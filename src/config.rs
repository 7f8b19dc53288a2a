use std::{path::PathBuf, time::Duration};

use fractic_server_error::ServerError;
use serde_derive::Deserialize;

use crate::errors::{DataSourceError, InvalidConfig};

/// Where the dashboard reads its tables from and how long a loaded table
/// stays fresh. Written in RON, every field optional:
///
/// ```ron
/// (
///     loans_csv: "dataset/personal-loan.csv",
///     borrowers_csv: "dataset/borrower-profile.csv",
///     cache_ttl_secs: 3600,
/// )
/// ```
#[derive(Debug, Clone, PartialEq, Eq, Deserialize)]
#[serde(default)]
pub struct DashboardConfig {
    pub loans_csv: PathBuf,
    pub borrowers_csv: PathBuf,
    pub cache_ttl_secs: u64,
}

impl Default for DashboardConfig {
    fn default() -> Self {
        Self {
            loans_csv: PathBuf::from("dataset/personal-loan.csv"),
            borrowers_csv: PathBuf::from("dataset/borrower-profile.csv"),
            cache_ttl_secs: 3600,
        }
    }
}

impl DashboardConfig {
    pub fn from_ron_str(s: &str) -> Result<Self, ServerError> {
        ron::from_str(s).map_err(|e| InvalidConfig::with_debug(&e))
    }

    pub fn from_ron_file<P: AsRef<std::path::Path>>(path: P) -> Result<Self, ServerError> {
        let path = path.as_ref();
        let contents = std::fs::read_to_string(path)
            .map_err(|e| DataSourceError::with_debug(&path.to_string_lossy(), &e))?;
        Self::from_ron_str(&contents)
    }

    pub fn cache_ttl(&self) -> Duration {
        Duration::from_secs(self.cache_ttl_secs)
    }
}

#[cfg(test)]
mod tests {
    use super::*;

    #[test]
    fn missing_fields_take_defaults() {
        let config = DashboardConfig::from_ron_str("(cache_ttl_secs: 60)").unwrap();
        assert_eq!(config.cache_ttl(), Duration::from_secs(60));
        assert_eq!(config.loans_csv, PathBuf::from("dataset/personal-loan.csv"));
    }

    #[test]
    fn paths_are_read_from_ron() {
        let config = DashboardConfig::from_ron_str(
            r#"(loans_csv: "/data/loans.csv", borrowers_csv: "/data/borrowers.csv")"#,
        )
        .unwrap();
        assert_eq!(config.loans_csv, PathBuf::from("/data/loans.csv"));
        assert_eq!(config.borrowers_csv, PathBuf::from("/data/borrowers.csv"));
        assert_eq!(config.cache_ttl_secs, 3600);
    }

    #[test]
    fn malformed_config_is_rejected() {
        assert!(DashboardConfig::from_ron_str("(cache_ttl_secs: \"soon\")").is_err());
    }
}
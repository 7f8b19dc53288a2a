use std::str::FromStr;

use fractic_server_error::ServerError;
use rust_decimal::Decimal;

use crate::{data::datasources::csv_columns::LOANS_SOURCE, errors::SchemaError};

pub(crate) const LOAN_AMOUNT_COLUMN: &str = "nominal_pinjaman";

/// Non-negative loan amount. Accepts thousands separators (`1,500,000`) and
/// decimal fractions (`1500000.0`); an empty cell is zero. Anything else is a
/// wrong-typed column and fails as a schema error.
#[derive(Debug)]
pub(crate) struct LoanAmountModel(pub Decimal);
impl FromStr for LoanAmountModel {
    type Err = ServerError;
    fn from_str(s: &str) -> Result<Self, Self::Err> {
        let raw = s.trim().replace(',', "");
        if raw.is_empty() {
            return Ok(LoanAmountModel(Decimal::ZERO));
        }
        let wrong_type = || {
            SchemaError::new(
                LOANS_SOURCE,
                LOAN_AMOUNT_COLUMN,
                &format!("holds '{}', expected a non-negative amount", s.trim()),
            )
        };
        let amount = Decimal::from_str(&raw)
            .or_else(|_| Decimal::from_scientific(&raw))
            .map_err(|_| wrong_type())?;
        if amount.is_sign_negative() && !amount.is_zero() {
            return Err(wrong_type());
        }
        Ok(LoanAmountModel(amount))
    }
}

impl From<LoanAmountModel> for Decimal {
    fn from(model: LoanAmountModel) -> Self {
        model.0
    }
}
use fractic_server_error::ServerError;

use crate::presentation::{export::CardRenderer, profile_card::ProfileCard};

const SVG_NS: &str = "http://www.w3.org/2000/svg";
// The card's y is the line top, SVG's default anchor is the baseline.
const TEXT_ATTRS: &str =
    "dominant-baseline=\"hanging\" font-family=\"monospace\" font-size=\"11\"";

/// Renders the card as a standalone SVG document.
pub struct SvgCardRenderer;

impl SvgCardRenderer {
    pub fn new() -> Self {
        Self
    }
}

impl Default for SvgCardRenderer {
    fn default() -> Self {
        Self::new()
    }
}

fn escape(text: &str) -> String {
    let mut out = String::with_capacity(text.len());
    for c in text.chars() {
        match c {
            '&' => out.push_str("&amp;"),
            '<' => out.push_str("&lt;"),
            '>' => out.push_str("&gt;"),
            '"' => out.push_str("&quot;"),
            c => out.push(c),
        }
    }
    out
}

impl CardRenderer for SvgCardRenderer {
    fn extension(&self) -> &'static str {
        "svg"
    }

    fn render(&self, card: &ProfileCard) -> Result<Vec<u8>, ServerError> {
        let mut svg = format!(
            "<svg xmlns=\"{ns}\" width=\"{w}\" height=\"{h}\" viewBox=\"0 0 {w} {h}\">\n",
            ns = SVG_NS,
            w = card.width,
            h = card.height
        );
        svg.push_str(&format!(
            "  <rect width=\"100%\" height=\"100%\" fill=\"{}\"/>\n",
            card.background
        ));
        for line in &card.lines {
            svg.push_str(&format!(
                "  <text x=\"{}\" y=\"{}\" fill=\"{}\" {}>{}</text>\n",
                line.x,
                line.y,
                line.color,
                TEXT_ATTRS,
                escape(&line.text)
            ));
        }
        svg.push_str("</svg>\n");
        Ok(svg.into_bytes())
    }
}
________________
* **WHAT NEEDS TO BE DONE**: Please go through the listing and return each line that has "dataset" in it.

* **THE COMPLETED TASK**:
///     loans_csv: "dataset/personal-loan.csv",
///     borrowers_csv: "dataset/borrower-profile.csv",
            loans_csv: PathBuf::from("dataset/personal-loan.csv"),
            borrowers_csv: PathBuf::from("dataset/borrower-profile.csv"),
        assert_eq!(config.loans_csv, PathBuf::from("dataset/personal-loan.csv"));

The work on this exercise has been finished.